• TASK ITEM:
Copy verbatim the block of lines in the entries below whose first line contains "A poisoned store" and whose last line contains "drops the handle.". Leave out all other lines.
*** Opening PROVIDED DATA ***
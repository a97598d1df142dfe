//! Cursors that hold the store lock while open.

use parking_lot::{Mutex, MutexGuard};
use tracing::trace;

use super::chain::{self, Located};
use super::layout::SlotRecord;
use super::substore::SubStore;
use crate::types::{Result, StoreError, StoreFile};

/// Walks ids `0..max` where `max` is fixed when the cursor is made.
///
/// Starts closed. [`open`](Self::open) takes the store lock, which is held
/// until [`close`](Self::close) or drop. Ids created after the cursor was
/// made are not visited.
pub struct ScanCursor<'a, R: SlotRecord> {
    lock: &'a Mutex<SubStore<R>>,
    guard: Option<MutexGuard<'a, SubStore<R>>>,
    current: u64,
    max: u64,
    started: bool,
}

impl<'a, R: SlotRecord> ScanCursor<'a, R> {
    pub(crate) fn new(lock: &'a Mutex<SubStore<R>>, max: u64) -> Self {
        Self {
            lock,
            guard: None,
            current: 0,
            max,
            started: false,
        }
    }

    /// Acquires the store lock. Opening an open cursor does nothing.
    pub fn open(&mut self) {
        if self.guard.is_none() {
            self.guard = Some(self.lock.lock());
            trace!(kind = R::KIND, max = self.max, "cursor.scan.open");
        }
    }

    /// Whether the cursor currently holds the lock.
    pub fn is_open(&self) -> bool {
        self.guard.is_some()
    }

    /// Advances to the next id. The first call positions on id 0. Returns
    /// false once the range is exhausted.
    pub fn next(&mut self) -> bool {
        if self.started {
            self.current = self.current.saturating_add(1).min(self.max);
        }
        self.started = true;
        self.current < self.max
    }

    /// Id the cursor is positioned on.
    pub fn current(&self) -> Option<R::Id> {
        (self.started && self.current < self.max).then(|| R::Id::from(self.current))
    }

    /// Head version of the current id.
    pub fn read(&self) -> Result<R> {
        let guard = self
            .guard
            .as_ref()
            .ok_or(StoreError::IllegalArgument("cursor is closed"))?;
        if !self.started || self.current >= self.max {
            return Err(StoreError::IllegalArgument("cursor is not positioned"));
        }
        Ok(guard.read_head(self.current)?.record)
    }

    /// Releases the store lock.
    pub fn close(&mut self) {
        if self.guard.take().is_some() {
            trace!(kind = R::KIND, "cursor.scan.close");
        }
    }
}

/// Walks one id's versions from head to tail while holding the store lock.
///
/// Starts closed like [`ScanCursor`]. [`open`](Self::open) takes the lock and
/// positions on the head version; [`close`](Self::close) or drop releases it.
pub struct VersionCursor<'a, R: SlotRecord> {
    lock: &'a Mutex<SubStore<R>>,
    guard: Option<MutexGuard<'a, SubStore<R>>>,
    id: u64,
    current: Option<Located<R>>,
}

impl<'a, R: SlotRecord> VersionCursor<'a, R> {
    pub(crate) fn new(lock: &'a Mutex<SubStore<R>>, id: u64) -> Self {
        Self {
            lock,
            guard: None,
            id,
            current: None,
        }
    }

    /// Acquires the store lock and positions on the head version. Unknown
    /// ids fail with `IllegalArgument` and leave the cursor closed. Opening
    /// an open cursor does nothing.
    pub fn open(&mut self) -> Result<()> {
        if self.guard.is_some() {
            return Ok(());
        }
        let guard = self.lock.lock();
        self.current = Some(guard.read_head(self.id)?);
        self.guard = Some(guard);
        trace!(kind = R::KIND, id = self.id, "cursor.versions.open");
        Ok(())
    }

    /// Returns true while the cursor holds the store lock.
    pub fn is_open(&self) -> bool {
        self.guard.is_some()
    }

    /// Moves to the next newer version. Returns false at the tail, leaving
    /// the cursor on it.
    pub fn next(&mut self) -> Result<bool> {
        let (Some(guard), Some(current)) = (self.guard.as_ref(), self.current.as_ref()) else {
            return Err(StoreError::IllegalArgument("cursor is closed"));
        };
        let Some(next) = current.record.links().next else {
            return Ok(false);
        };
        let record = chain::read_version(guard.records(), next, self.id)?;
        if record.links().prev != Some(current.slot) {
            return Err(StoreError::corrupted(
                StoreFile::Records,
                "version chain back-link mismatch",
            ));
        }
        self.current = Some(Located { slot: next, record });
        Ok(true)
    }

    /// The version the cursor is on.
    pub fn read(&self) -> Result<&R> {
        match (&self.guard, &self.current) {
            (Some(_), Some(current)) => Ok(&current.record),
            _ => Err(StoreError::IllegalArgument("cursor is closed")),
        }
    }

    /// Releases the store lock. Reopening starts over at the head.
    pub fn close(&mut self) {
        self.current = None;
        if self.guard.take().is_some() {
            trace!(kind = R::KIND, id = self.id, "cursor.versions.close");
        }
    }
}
*** Closing PROVIDED DATA ***
*** Opening PROVIDED DATA ***
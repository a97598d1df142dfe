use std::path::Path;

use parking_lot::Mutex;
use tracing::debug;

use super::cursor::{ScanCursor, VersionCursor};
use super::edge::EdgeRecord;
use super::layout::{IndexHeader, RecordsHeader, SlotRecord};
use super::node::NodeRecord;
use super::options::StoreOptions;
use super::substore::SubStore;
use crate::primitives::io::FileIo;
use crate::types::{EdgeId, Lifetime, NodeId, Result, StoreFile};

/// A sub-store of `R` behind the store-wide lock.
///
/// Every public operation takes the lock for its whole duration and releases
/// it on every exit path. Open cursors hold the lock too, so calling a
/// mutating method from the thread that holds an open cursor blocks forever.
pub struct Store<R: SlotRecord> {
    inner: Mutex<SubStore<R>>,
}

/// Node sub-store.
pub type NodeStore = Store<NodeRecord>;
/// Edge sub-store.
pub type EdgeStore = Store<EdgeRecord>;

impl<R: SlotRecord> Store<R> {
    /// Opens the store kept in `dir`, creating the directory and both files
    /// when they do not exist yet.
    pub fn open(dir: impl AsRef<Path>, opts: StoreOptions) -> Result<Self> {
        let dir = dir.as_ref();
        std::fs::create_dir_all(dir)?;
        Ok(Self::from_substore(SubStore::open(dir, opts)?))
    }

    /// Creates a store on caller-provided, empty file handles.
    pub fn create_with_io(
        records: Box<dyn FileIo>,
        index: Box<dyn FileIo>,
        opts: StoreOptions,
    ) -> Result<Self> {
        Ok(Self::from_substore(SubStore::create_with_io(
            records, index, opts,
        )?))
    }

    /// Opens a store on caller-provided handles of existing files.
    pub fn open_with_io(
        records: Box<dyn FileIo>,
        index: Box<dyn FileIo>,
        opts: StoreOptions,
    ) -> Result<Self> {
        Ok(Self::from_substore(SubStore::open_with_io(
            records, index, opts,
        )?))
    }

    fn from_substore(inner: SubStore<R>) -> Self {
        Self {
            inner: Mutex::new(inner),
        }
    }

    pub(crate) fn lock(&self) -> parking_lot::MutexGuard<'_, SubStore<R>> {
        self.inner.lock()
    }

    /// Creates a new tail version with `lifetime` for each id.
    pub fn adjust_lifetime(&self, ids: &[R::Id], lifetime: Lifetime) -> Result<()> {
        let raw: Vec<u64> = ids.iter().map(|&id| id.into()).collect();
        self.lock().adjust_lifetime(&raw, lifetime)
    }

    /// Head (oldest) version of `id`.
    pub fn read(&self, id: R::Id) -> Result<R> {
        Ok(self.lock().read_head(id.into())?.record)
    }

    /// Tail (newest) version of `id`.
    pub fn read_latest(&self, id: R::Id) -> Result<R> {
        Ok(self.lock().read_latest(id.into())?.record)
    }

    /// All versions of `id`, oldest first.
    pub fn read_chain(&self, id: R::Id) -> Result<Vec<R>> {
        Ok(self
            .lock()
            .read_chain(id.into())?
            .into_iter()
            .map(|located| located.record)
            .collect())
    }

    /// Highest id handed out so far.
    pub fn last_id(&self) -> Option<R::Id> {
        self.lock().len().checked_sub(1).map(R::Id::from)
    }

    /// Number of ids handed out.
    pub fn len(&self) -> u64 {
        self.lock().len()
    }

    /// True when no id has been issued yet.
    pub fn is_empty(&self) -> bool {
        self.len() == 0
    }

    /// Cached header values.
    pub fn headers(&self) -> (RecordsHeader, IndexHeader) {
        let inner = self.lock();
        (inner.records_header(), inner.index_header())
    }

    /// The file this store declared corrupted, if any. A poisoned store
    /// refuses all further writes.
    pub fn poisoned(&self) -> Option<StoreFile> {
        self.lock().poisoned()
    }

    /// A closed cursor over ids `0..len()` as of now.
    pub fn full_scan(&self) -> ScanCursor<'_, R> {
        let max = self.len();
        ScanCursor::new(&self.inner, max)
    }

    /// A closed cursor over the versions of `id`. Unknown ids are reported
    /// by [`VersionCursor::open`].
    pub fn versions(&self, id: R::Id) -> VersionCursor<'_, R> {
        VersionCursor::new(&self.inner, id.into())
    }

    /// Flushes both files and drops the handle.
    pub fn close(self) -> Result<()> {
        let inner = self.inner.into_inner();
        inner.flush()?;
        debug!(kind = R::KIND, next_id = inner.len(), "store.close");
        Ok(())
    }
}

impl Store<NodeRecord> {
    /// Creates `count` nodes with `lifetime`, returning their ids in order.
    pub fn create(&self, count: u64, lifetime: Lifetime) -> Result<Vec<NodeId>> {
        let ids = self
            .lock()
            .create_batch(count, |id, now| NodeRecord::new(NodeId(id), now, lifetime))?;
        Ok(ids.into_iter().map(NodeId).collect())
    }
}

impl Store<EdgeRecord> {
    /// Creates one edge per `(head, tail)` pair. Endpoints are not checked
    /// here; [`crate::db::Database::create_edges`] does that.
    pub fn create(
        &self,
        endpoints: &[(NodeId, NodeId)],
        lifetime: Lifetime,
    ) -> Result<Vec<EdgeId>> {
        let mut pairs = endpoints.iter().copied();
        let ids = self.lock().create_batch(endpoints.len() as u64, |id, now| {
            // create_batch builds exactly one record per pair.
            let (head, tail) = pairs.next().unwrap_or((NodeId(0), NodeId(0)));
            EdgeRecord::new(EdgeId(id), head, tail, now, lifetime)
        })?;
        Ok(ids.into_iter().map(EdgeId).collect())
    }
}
*** Closing PROVIDED DATA ***
• WRITTEN REPLY:
    /// The file this store declared corrupted, if any. A poisoned store
    /// refuses all further writes.
    pub fn poisoned(&self) -> Option<StoreFile> {
        self.lock().poisoned()
    }

    /// A closed cursor over ids `0..len()` as of now.
    pub fn full_scan(&self) -> ScanCursor<'_, R> {
        let max = self.len();
        ScanCursor::new(&self.inner, max)
    }

    /// A closed cursor over the versions of `id`. Unknown ids are reported
    /// by [`VersionCursor::open`].
    pub fn versions(&self, id: R::Id) -> VersionCursor<'_, R> {
        VersionCursor::new(&self.inner, id.into())
    }

    /// Flushes both files and drops the handle.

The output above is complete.